Bei einer Umstellung auf das schweizerische System dürfte folglich nicht in eigentumsgeschützte Rentenanwartschaften eingegriffen werden. Sie müssten nach Rechtsprechung des Bundessozialgerichtes zu Rentenleistungen führen, so dass man zwei Systeme bei einer langen Übergangszeit parallel finanzieren müsste. Im alten System durch Beiträge erworbene Anrechte, würden für Arbeitnehmer zu einer Basisversorgung führen. Dies ist keinesfalls verfassungsrechtlich zulässig.

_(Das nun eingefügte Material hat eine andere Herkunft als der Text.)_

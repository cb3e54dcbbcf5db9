use thiserror::Error;

pub type Result<T> = std::result::Result<T, Error>;

#[derive(Error, Debug)]
pub enum Error {
    #[error("IO error: {0}")]
    Io(#[from] std::io::Error),

    #[error("Serialization error: {0}")]
    Serialization(#[from] serde_json::Error),

    #[error("Project not initialized: {0}")]
    NotInitialized(String),

    #[error("Project already initialized: {0}")]
    AlreadyInitialized(String),

    #[error("Corrupt record: {0}")]
    CorruptRecord(String),
}
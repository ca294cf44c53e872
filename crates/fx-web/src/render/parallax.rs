use super::helpers;
use crate::constants::{PLACEHOLDER_FLAT_DEPTH, PLACEHOLDER_TRANSPARENT};
use fx_core::{AssetRole, BlendMode, EdgePolicy, ParallaxFrame};
use image::RgbaImage;
use wgpu;

#[repr(C)]
#[derive(Copy, Clone, bytemuck::Pod, bytemuck::Zeroable)]
pub(crate) struct ParallaxUniforms {
    pub(crate) pointer_offset: [f32; 2],
    pub(crate) threshold: [f32; 2],
    pub(crate) cover_scale: [f32; 2],
    pub(crate) spotlight_centre: [f32; 2],
    pub(crate) spotlight_radii: [f32; 2],
    pub(crate) aspect: f32,
    pub(crate) edge_discard: f32,
    pub(crate) spotlight: f32,
    pub(crate) depth_ready: f32,
    pub(crate) opacity: f32,
    pub(crate) _pad: f32,
}

impl ParallaxUniforms {
    pub(crate) fn from_frame(frame: &ParallaxFrame, opacity: f32) -> Self {
        let (spotlight, radii) = match frame.blend {
            BlendMode::Spotlight {
                inner_radius,
                outer_radius,
            } if frame.secondary_ready => (1.0, [inner_radius, outer_radius]),
            _ => (0.0, [0.0, 0.0]),
        };
        Self {
            pointer_offset: frame.pointer_offset.to_array(),
            threshold: frame.threshold.to_array(),
            cover_scale: frame.cover_scale.to_array(),
            spotlight_centre: frame.spotlight_centre.to_array(),
            spotlight_radii: radii,
            aspect: frame.aspect,
            edge_discard: if frame.edge == EdgePolicy::Discard { 1.0 } else { 0.0 },
            spotlight,
            depth_ready: if frame.depth_ready { 1.0 } else { 0.0 },
            opacity,
            _pad: 0.0,
        }
    }
}

pub(crate) struct ParallaxPass {
    pipeline: wgpu::RenderPipeline,
    bgl: wgpu::BindGroupLayout,
    uniform_buffer: wgpu::Buffer,
    sampler: wgpu::Sampler,
    source: (wgpu::Texture, wgpu::TextureView),
    depth: (wgpu::Texture, wgpu::TextureView),
    secondary: (wgpu::Texture, wgpu::TextureView),
    bind_group: wgpu::BindGroup,
}

impl ParallaxPass {
    pub(crate) fn new(
        device: &wgpu::Device,
        queue: &wgpu::Queue,
        format: wgpu::TextureFormat,
    ) -> Self {
        let bgl = device.create_bind_group_layout(&wgpu::BindGroupLayoutDescriptor {
            label: Some("parallax_bgl"),
            entries: &[
                helpers::uniform_entry(0),
                helpers::sampler_entry(1),
                helpers::texture_entry(2),
                helpers::texture_entry(3),
                helpers::texture_entry(4),
            ],
        });
        let pipeline = helpers::make_layer_pipeline(
            device,
            "parallax_pipeline",
            &bgl,
            fx_core::PARALLAX_WGSL,
            "fs_parallax",
            format,
        );
        let uniform_buffer =
            helpers::uniform_buffer::<ParallaxUniforms>(device, "parallax_uniforms");
        let sampler = helpers::make_sampler(device, "parallax_sampler", wgpu::FilterMode::Linear);
        let source =
            helpers::placeholder_texture(device, queue, "parallax_source", PLACEHOLDER_TRANSPARENT);
        let depth =
            helpers::placeholder_texture(device, queue, "parallax_depth", PLACEHOLDER_FLAT_DEPTH);
        let secondary = helpers::placeholder_texture(
            device,
            queue,
            "parallax_secondary",
            PLACEHOLDER_TRANSPARENT,
        );
        let bind_group = Self::bind(
            device,
            &bgl,
            &uniform_buffer,
            &sampler,
            [&source.1, &depth.1, &secondary.1],
        );
        Self {
            pipeline,
            bgl,
            uniform_buffer,
            sampler,
            source,
            depth,
            secondary,
            bind_group,
        }
    }

    fn bind(
        device: &wgpu::Device,
        bgl: &wgpu::BindGroupLayout,
        uniform_buffer: &wgpu::Buffer,
        sampler: &wgpu::Sampler,
        views: [&wgpu::TextureView; 3],
    ) -> wgpu::BindGroup {
        device.create_bind_group(&wgpu::BindGroupDescriptor {
            label: Some("parallax_bg"),
            layout: bgl,
            entries: &[
                wgpu::BindGroupEntry {
                    binding: 0,
                    resource: uniform_buffer.as_entire_binding(),
                },
                wgpu::BindGroupEntry {
                    binding: 1,
                    resource: wgpu::BindingResource::Sampler(sampler),
                },
                wgpu::BindGroupEntry {
                    binding: 2,
                    resource: wgpu::BindingResource::TextureView(views[0]),
                },
                wgpu::BindGroupEntry {
                    binding: 3,
                    resource: wgpu::BindingResource::TextureView(views[1]),
                },
                wgpu::BindGroupEntry {
                    binding: 4,
                    resource: wgpu::BindingResource::TextureView(views[2]),
                },
            ],
        })
    }

    /// Returns false for roles this pass has no slot for.
    pub(crate) fn upload(
        &mut self,
        device: &wgpu::Device,
        queue: &wgpu::Queue,
        role: AssetRole,
        image: &RgbaImage,
    ) -> bool {
        let slot = match role {
            AssetRole::Source => &mut self.source,
            AssetRole::Depth => &mut self.depth,
            AssetRole::Secondary => &mut self.secondary,
            AssetRole::Overlay => return false,
        };
        let label = format!("parallax_{role}");
        *slot = helpers::upload_image(device, queue, &label, image);
        self.bind_group = Self::bind(
            device,
            &self.bgl,
            &self.uniform_buffer,
            &self.sampler,
            [&self.source.1, &self.depth.1, &self.secondary.1],
        );
        true
    }

    /// Nothing is drawn until the source image is in; the canvas stays clear.
    pub(crate) fn prepare(&self, queue: &wgpu::Queue, frame: &ParallaxFrame, opacity: f32) -> bool {
        if !frame.source_ready {
            return false;
        }
        let u = ParallaxUniforms::from_frame(frame, opacity);
        queue.write_buffer(&self.uniform_buffer, 0, bytemuck::bytes_of(&u));
        true
    }

    pub(crate) fn record(&self, rpass: &mut wgpu::RenderPass<'_>) {
        rpass.set_pipeline(&self.pipeline);
        rpass.set_bind_group(0, &self.bind_group, &[]);
        rpass.draw(0..3, 0..1);
    }
}
//! Per-frame loop body shared by every front-end.
//!
//! The host calls [`FrameDriver::tick`] once per display refresh. The driver
//! never blocks and never schedules anything itself; a late frame only shows
//! up as a larger `dt` on the next tick.

use crate::constants::MAX_FRAME_DT_MS;
use crate::effect::{AssetRole, AssetStatus, FrameInput};
use crate::error::FxError;
use crate::input::PointerSource;
use crate::layers::{LayerStack, StackFrame};
use crate::viewport::ViewportState;
use image::RgbaImage;

/// Seam between the numeric core and a concrete renderer. GPU resources
/// belong to the backend and are released when it is dropped.
pub trait RenderBackend {
    /// The viewport changed since the last draw (or this is the first one).
    fn resize(&mut self, viewport: &ViewportState);
    fn upload_asset(
        &mut self,
        layer: usize,
        role: AssetRole,
        image: &RgbaImage,
    ) -> Result<(), FxError>;
    fn draw(&mut self, frame: &StackFrame<'_>) -> Result<(), FxError>;
}

#[derive(Clone, Copy, Debug, PartialEq, Eq)]
pub enum SkipReason {
    Stopped,
    DegenerateViewport,
    DrawFailed,
}

#[derive(Clone, Copy, Debug, PartialEq, Eq)]
pub enum TickOutcome {
    Drawn,
    Skipped(SkipReason),
}

pub struct FrameDriver<B, P> {
    stack: LayerStack,
    pointer: P,
    backend: Option<B>,
    viewport: ViewportState,
    drawn_viewport: Option<ViewportState>,
    last_tick_ms: Option<f64>,
    last_event_ms: Option<f64>,
    /// Every decoded asset, latest per (layer, role). Each backend attached
    /// by `start` receives all of them.
    assets: Vec<(usize, AssetRole, RgbaImage)>,
}

impl<B: RenderBackend, P: PointerSource> FrameDriver<B, P> {
    pub fn new(stack: LayerStack, pointer: P, viewport: ViewportState) -> Self {
        Self {
            stack,
            pointer,
            backend: None,
            viewport,
            drawn_viewport: None,
            last_tick_ms: None,
            last_event_ms: None,
            assets: Vec::new(),
        }
    }

    /// Attach the backend and begin accepting ticks. Restarting replaces the
    /// previous backend.
    pub fn start(&mut self, mut backend: B, now_ms: f64) {
        self.stop();
        let stack = &mut self.stack;
        self.assets.retain(|(layer, role, image)| {
            let Err(e) = backend.upload_asset(*layer, *role, image) else {
                return true;
            };
            log::warn!("[driver] upload of layer {} {} failed: {}", layer, role, e);
            if let Err(e) = stack.set_asset_status(*layer, *role, AssetStatus::Failed) {
                log::warn!("[driver] {}", e);
            }
            false
        });
        self.backend = Some(backend);
        self.drawn_viewport = None;
        self.last_tick_ms = Some(now_ms);
        log::info!("[driver] started with {} layer(s)", self.stack.len());
    }

    #[inline]
    pub fn is_running(&self) -> bool {
        self.backend.is_some()
    }

    pub fn set_viewport(&mut self, viewport: ViewportState) {
        self.viewport = viewport;
    }

    #[inline]
    pub fn viewport(&self) -> ViewportState {
        self.viewport
    }

    pub fn stack(&self) -> &LayerStack {
        &self.stack
    }

    pub fn backend_mut(&mut self) -> Option<&mut B> {
        self.backend.as_mut()
    }

    pub fn asset_loaded(
        &mut self,
        layer: usize,
        role: AssetRole,
        image: RgbaImage,
    ) -> Result<(), FxError> {
        if self.stack.layer(layer).is_none() {
            return Err(FxError::UnknownLayer(layer));
        }
        self.forget_asset(layer, role);
        let (width, height) = image.dimensions();
        if let Some(backend) = self.backend.as_mut() {
            if let Err(e) = backend.upload_asset(layer, role, &image) {
                self.stack.set_asset_status(layer, role, AssetStatus::Failed)?;
                return Err(e);
            }
        }
        self.assets.push((layer, role, image));
        self.stack
            .set_asset_status(layer, role, AssetStatus::Ready { width, height })
    }

    /// The layer keeps drawing without this asset (transparent or undisplaced).
    pub fn asset_failed(
        &mut self,
        layer: usize,
        role: AssetRole,
        reason: &str,
    ) -> Result<(), FxError> {
        log::warn!("[driver] layer {} {} asset failed: {}", layer, role, reason);
        self.forget_asset(layer, role);
        self.stack.set_asset_status(layer, role, AssetStatus::Failed)
    }

    fn forget_asset(&mut self, layer: usize, role: AssetRole) {
        self.assets.retain(|(l, r, _)| (*l, *r) != (layer, role));
    }

    pub fn tick(&mut self, now_ms: f64) -> TickOutcome {
        let Some(backend) = self.backend.as_mut() else {
            return TickOutcome::Skipped(SkipReason::Stopped);
        };

        let dt_ms = match self.last_tick_ms {
            Some(prev) if now_ms.is_finite() => (now_ms - prev).clamp(0.0, MAX_FRAME_DT_MS),
            _ => 0.0,
        };
        if now_ms.is_finite() {
            self.last_tick_ms = Some(now_ms);
        }
        if self.viewport.is_degenerate() {
            return TickOutcome::Skipped(SkipReason::DegenerateViewport);
        }

        let pointer = self.pointer.latest();
        let fresh_pointer = match pointer {
            Some(p) if self.last_event_ms != Some(p.timestamp_ms) => {
                self.last_event_ms = Some(p.timestamp_ms);
                true
            }
            _ => false,
        };
        let input = FrameInput {
            now_ms,
            dt_ms: dt_ms as f32,
            pointer,
            fresh_pointer,
            viewport: self.viewport,
        };
        let frame = self.stack.update(&input);

        if self.drawn_viewport != Some(self.viewport) {
            backend.resize(&self.viewport);
            self.drawn_viewport = Some(self.viewport);
        }
        match backend.draw(&frame) {
            Ok(()) => TickOutcome::Drawn,
            Err(e) => {
                log::warn!("[driver] draw skipped: {}", e);
                TickOutcome::Skipped(SkipReason::DrawFailed)
            }
        }
    }
}

impl<B, P> FrameDriver<B, P> {
    /// Detach and drop the backend. Safe to call repeatedly.
    pub fn stop(&mut self) {
        if self.backend.take().is_some() {
            self.drawn_viewport = None;
            log::info!("[driver] stopped");
        }
    }
}

impl<B, P> Drop for FrameDriver<B, P> {
    fn drop(&mut self) {
        self.stop();
    }
}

Die SPD will in den kommenden vier Jahren die Altersarmut mit einem schlüssigen Rentenkonzept und der Solidarrente von 850 Euro bekämpfen. Denn wer lange gearbeitet hat, soll nicht zum Sozialamt gehen müssen, um seine Rente aufzustocken. Gute Löhne sind eine wesentliche Voraussetzung für gute Renten. Deswegen wird die SPD für mehr sozialversicherungspflichtige Jobs, für den gesetzlichen Mindestlohn und für gute Tariflöhne sorgen. Darüber hinaus sollen alle, die 45 Jahre in der Rentenversicherung versichert waren, die volle Rente bekommen - auch schon mit 63 Jahren, ohne Abschläge. Wer unverschuldet wegen Krankheit oder Behinderung das Renteneintrittsalter gar nicht erreichen kann, darf nicht von Altersarmut betroffen sein und braucht einen würdigen Übergang in die Rente. Deshalb gibt es auch bei der Erwerbsminderungsrente keine Abschläge. Für Ältere, die lange gearbeitet aber wenig verdient haben, kommt der Mindestlohn zu spät. Für sie soll es die Solidarrente geben: 850 Euro mindestens.